WHAT YOU WILL DO:
If a line in the following entries contains the string "reusable", it counts toward the total; report only that total.

EXTRACTED ENTRIES:

#![deny(missing_docs)]

//! # Reference Utilities
//!
//! Helpers for building and resolving local `$ref` targets of the form
//! `#/components/{section}/{name}`.
//!
//! Resolution never leaves the current document. References into other documents
//! are reported as [`AppError::ForeignReference`].

use crate::error::{AppError, AppResult};
use indexmap::IndexMap;
use openapiv3::{Components, ReferenceOr, Response, Schema};
use percent_encoding::{percent_decode_str, utf8_percent_encode, AsciiSet, CONTROLS};
use std::collections::HashSet;

/// Characters escaped when a name is placed in a URI fragment.
const FRAGMENT: &AsciiSet = &CONTROLS.add(b' ').add(b'"').add(b'#').add(b'%');

/// Component section holding reusable schemas.
pub const SCHEMAS: &str = "schemas";

/// Component section holding reusable responses.
pub const RESPONSES: &str = "responses";

/// Builds the local JSON Pointer naming `name` inside `components.{section}`.
pub fn component_ref(section: &str, name: &str) -> String {
    format!("#/components/{}/{}", section, encode_pointer_segment(name))
}

/// Builds a `ReferenceOr::Reference` to the schema registered under `name`.
pub fn schema_ref<T>(name: &str) -> ReferenceOr<T> {
    ReferenceOr::Reference {
        reference: component_ref(SCHEMAS, name),
    }
}

/// Builds a `ReferenceOr::Reference` to the response registered under `name`.
pub fn response_ref<T>(name: &str) -> ReferenceOr<T> {
    ReferenceOr::Reference {
        reference: component_ref(RESPONSES, name),
    }
}

/// Extracts the component name from a `$ref` pointing to `#/components/{section}/{name}`.
///
/// # Errors
///
/// Returns [`AppError::ForeignReference`] when the reference targets another
/// document, another section, or a location nested below a component.
pub fn component_name(ref_str: &str, section: &str) -> AppResult<String> {
    let foreign = || AppError::ForeignReference(ref_str.to_string());

    let pointer = ref_str.strip_prefix("#/").ok_or_else(foreign)?;
    let segments: Vec<&str> = pointer.split('/').collect();
    if segments.len() != 3 || segments[0] != "components" || segments[1] != section {
        return Err(foreign());
    }

    let name = decode_pointer_segment(segments[2]);
    if name.is_empty() {
        Err(foreign())
    } else {
        Ok(name)
    }
}

/// Resolves a response reference against `components.responses`.
///
/// Chains of references between response components are followed until an inline
/// response is reached.
///
/// # Errors
///
/// Returns [`AppError::UnresolvedReference`] for a missing target or a cycle, and
/// [`AppError::ForeignReference`] for a non-local pointer.
pub fn resolve_response<'a>(components: &'a Components, ref_str: &str) -> AppResult<&'a Response> {
    resolve_in(&components.responses, RESPONSES, ref_str)
}

/// Resolves a schema reference against `components.schemas`.
///
/// # Errors
///
/// Same conditions as [`resolve_response`].
pub fn resolve_schema<'a>(components: &'a Components, ref_str: &str) -> AppResult<&'a Schema> {
    resolve_in(&components.schemas, SCHEMAS, ref_str)
}

fn resolve_in<'a, T>(
    table: &'a IndexMap<String, ReferenceOr<T>>,
    section: &str,
    ref_str: &str,
) -> AppResult<&'a T> {
    let mut seen = HashSet::new();
    let mut current = ref_str.to_string();

    loop {
        let name = component_name(&current, section)?;
        if !seen.insert(name.clone()) {
            return Err(AppError::UnresolvedReference(ref_str.to_string()));
        }
        match table.get(&name) {
            Some(ReferenceOr::Item(item)) => return Ok(item),
            Some(ReferenceOr::Reference { reference }) => current = reference.clone(),
            None => return Err(AppError::UnresolvedReference(ref_str.to_string())),
        }
    }
}

/// Decodes a JSON Pointer segment taken from a URI fragment: percent-decoding
/// first, then `~1` and `~0`.
pub(crate) fn decode_pointer_segment(segment: &str) -> String {
    percent_decode_str(segment)
        .decode_utf8_lossy()
        .replace("~1", "/")
        .replace("~0", "~")
}

fn encode_pointer_segment(segment: &str) -> String {
    let escaped = segment.replace('~', "~0").replace('/', "~1");
    utf8_percent_encode(&escaped, FRAGMENT).to_string()
}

EXPECTED ANSWER:
2